Wednesday, September 4, 2013
Review of Echoland by Joe Joyce (Liberties Press, 2013)
Set in 1940, Echoland is set during a fascinating period of contemporary Irish history as it the country tries to negotiate its neutral role and its relationship to Britain and Germany. Joyce weaves an interesting plot involving G2 (military intelligence) and Special Branch as they keep tabs on the German legation, suspected German spies, and the IRA, who view the war as an opportunity to leverage a united Ireland. The plot is the strength of the novel, nicely intersecting two storylines – the hunt for a German spy and trying to trace the whereabouts of a politician’s missing daughter. Joyce’s storytelling is all tell and no show, detailing the action and dialogue of the main characters. Whilst this worked to a degree, the lack of reflection and historicisation rendered some of the story flat and lacking in atmosphere and tension and the characters one dimensional.
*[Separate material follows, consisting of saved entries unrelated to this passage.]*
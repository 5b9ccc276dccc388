//! In-memory `BrokerClient` for tests: scripted quotes/chains/fills, no
//! network access.

use crate::client::BrokerClient;
use crate::error::{BrokerError, Result};
use crate::types::{BrokerOrderStatus, OrderAck, OrderRequest, Quote};
use async_trait::async_trait;
use chrono::{DateTime, NaiveDate, Utc};
use optrade_core::{Candle, OptionContract, Price, Quantity, Symbol, Timeframe};
use parking_lot::Mutex;
use std::collections::HashMap;
use std::sync::atomic::{AtomicBool, Ordering};

struct State {
    quotes: HashMap<Symbol, Quote>,
    candles: HashMap<(Symbol, Timeframe), Vec<Candle>>,
    /// Every contract scripted for an underlying, across every expiry
    /// pushed — `get_option_chain` takes no expiry, so this has to return
    /// the whole listed chain the way a real broker would.
    chains: HashMap<Symbol, Vec<OptionContract>>,
    orders: HashMap<String, OrderAck>,
    next_order_id: u64,
    placed_orders: Vec<OrderRequest>,
    available_margin: Price,
}

impl Default for State {
    fn default() -> Self {
        Self {
            quotes: HashMap::new(),
            candles: HashMap::new(),
            chains: HashMap::new(),
            orders: HashMap::new(),
            next_order_id: 0,
            placed_orders: Vec::new(),
            available_margin: Price::ZERO,
        }
    }
}

pub struct MockBrokerClient {
    state: Mutex<State>,
    authenticated: AtomicBool,
    fail_auth: AtomicBool,
    fail_orders: AtomicBool,
}

impl Default for MockBrokerClient {
    fn default() -> Self {
        Self {
            state: Mutex::new(State::default()),
            authenticated: AtomicBool::new(false),
            fail_auth: AtomicBool::new(false),
            fail_orders: AtomicBool::new(false),
        }
    }
}

impl MockBrokerClient {
    pub fn new() -> Self {
        Self::default()
    }

    pub fn set_fail_auth(&self, fail: bool) {
        self.fail_auth.store(fail, Ordering::SeqCst);
    }

    /// Makes every subsequent `place_order` call return `OrderRejected`,
    /// for exercising a `LIVE` exit's retry-then-warn path.
    pub fn set_fail_orders(&self, fail: bool) {
        self.fail_orders.store(fail, Ordering::SeqCst);
    }

    pub fn push_quote(&self, quote: Quote) {
        self.state.lock().quotes.insert(quote.symbol.clone(), quote);
    }

    pub fn push_candles(&self, symbol: Symbol, timeframe: Timeframe, candles: Vec<Candle>) {
        self.state.lock().candles.insert((symbol, timeframe), candles);
    }

    /// `expiry` is accepted for caller convenience (tests build contracts
    /// per expiry) but is not part of the storage key: contracts pushed for
    /// the same underlying accumulate into one listed chain, matching what
    /// `get_option_chain` actually returns.
    pub fn push_chain(&self, underlying: Symbol, _expiry: NaiveDate, chain: Vec<OptionContract>) {
        self.state.lock().chains.entry(underlying).or_default().extend(chain);
    }

    pub fn placed_orders(&self) -> Vec<OrderRequest> {
        self.state.lock().placed_orders.clone()
    }

    pub fn set_available_margin(&self, margin: Price) {
        self.state.lock().available_margin = margin;
    }
}

#[async_trait]
impl BrokerClient for MockBrokerClient {
    async fn authenticate(&self) -> Result<()> {
        if self.fail_auth.load(Ordering::SeqCst) {
            return Err(BrokerError::AuthFailed("mock auth failure".into()));
        }
        self.authenticated.store(true, Ordering::SeqCst);
        Ok(())
    }

    fn is_authenticated(&self) -> bool {
        self.authenticated.load(Ordering::SeqCst)
    }

    async fn get_quote(&self, symbol: &Symbol) -> Result<Quote> {
        if !self.is_authenticated() {
            return Err(BrokerError::AuthRequired);
        }
        self.state
            .lock()
            .quotes
            .get(symbol)
            .cloned()
            .ok_or_else(|| BrokerError::UnknownSymbol(symbol.to_string()))
    }

    async fn get_quotes(&self, symbols: &[Symbol]) -> Result<HashMap<Symbol, Quote>> {
        if !self.is_authenticated() {
            return Err(BrokerError::AuthRequired);
        }
        let state = self.state.lock();
        Ok(symbols
            .iter()
            .filter_map(|s| state.quotes.get(s).map(|q| (s.clone(), q.clone())))
            .collect())
    }

    async fn get_available_margin(&self) -> Result<Price> {
        if !self.is_authenticated() {
            return Err(BrokerError::AuthRequired);
        }
        Ok(self.state.lock().available_margin)
    }

    async fn get_historical_candles(
        &self,
        symbol: &Symbol,
        timeframe: Timeframe,
        from: DateTime<Utc>,
        to: DateTime<Utc>,
    ) -> Result<Vec<Candle>> {
        if !self.is_authenticated() {
            return Err(BrokerError::AuthRequired);
        }
        let state = self.state.lock();
        Ok(state
            .candles
            .get(&(symbol.clone(), timeframe))
            .map(|candles| {
                candles
                    .iter()
                    .filter(|c| c.bucket_start >= from && c.bucket_start < to)
                    .cloned()
                    .collect()
            })
            .unwrap_or_default())
    }

    async fn get_option_chain(&self, underlying: &Symbol) -> Result<Vec<OptionContract>> {
        if !self.is_authenticated() {
            return Err(BrokerError::AuthRequired);
        }
        Ok(self.state.lock().chains.get(underlying).cloned().unwrap_or_default())
    }

    async fn place_order(&self, order: OrderRequest) -> Result<OrderAck> {
        if !self.is_authenticated() {
            return Err(BrokerError::AuthRequired);
        }
        if self.fail_orders.load(Ordering::SeqCst) {
            return Err(BrokerError::OrderRejected("mock order failure".into()));
        }
        let mut state = self.state.lock();
        state.next_order_id += 1;
        let broker_order_id = format!("MOCK-{}", state.next_order_id);
        let ack = OrderAck {
            client_order_id: order.client_order_id,
            broker_order_id: broker_order_id.clone(),
            status: BrokerOrderStatus::Filled,
            filled_quantity: order.quantity,
            average_fill_price: order.limit_price,
            acknowledged_at: Utc::now(),
        };
        state.orders.insert(broker_order_id, ack.clone());
        state.placed_orders.push(order);
        Ok(ack)
    }

    async fn cancel_order(&self, broker_order_id: &str) -> Result<()> {
        if !self.is_authenticated() {
            return Err(BrokerError::AuthRequired);
        }
        let mut state = self.state.lock();
        if let Some(ack) = state.orders.get_mut(broker_order_id) {
            ack.status = BrokerOrderStatus::Cancelled;
            ack.filled_quantity = Quantity::ZERO;
            Ok(())
        } else {
            Err(BrokerError::BrokerStatus {
                status: 404,
                body: "unknown order".into(),
            })
        }
    }

    async fn get_order_status(&self, broker_order_id: &str) -> Result<OrderAck> {
        if !self.is_authenticated() {
            return Err(BrokerError::AuthRequired);
        }
        self.state
            .lock()
            .orders
            .get(broker_order_id)
            .cloned()
            .ok_or_else(|| BrokerError::BrokerStatus {
                status: 404,
                body: "unknown order".into(),
            })
    }
}

#[cfg(test)]
mod tests {
    use super::*;
    use optrade_core::Price;
    use rust_decimal_macros::dec;
    use uuid::Uuid;

    #[tokio::test]
    async fn test_requires_auth_before_quote() {
        let broker = MockBrokerClient::new();
        let err = broker.get_quote(&Symbol::new("NIFTY")).await.unwrap_err();
        assert!(matches!(err, BrokerError::AuthRequired));
    }

    #[tokio::test]
    async fn test_get_quotes_skips_unknown_symbols() {
        let broker = MockBrokerClient::new();
        broker.authenticate().await.unwrap();
        broker.push_quote(Quote {
            symbol: Symbol::new("NIFTY"),
            last_price: Price::new(dec!(23500)),
            bid: Price::new(dec!(23499)),
            ask: Price::new(dec!(23501)),
            volume: Quantity::new(dec!(1000)),
            timestamp: Utc::now(),
        });
        let quotes = broker
            .get_quotes(&[Symbol::new("NIFTY"), Symbol::new("BANKNIFTY")])
            .await
            .unwrap();
        assert_eq!(quotes.len(), 1);
        assert!(quotes.contains_key(&Symbol::new("NIFTY")));
    }

    #[tokio::test]
    async fn test_available_margin_defaults_zero_then_settable() {
        let broker = MockBrokerClient::new();
        broker.authenticate().await.unwrap();
        assert_eq!(broker.get_available_margin().await.unwrap(), Price::ZERO);
        broker.set_available_margin(Price::new(dec!(50000)));
        assert_eq!(broker.get_available_margin().await.unwrap(), Price::new(dec!(50000)));
    }

    #[tokio::test]
    async fn test_place_order_fills_immediately() {
        let broker = MockBrokerClient::new();
        broker.authenticate().await.unwrap();
        let order = OrderRequest {
            client_order_id: Uuid::new_v4(),
            symbol: Symbol::new("NIFTY"),
            side: crate::types::OrderSide::Buy,
            order_type: crate::types::OrderType::Market,
            quantity: Quantity::new(dec!(50)),
            limit_price: Some(Price::new(dec!(23500))),
        };
        let ack = broker.place_order(order).await.unwrap();
        assert_eq!(ack.status, BrokerOrderStatus::Filled);
        assert_eq!(broker.placed_orders().len(), 1);
    }

    #[tokio::test]
    async fn test_cancel_order_transitions_status() {
        let broker = MockBrokerClient::new();
        broker.authenticate().await.unwrap();
        let order = OrderRequest {
            client_order_id: Uuid::new_v4(),
            symbol: Symbol::new("NIFTY"),
            side: crate::types::OrderSide::Buy,
            order_type: crate::types::OrderType::Limit,
            quantity: Quantity::new(dec!(50)),
            limit_price: Some(Price::new(dec!(23500))),
        };
        let ack = broker.place_order(order).await.unwrap();
        broker.cancel_order(&ack.broker_order_id).await.unwrap();
        let status = broker.get_order_status(&ack.broker_order_id).await.unwrap();
        assert_eq!(status.status, BrokerOrderStatus::Cancelled);
    }
}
For example, the reader is presented with lists of streets that the characters traverse, but very little description of them or the activities taking place, or the general mood of the populace or how the war was affecting them. Nor is there a wider sense of the lead up to Ireland’s political position at the time. There is practically no back story with respect to any character, with the lead character being curiously asexual, apolitical and naive, and at the end of the book I felt I knew as much about him as I did at the start. The result was a book carried by its plot, but one that lacked the atmosphere, depth and subtle tension evident in similar kinds of Second World War espionage tales such as those by Alan Furst, David Downing, Aly Monroe or Joseph Kanon (a selection here). Nevertheless, an enjoyable and interesting tale and I'd read the next instalment if it Echoland is the first in a series.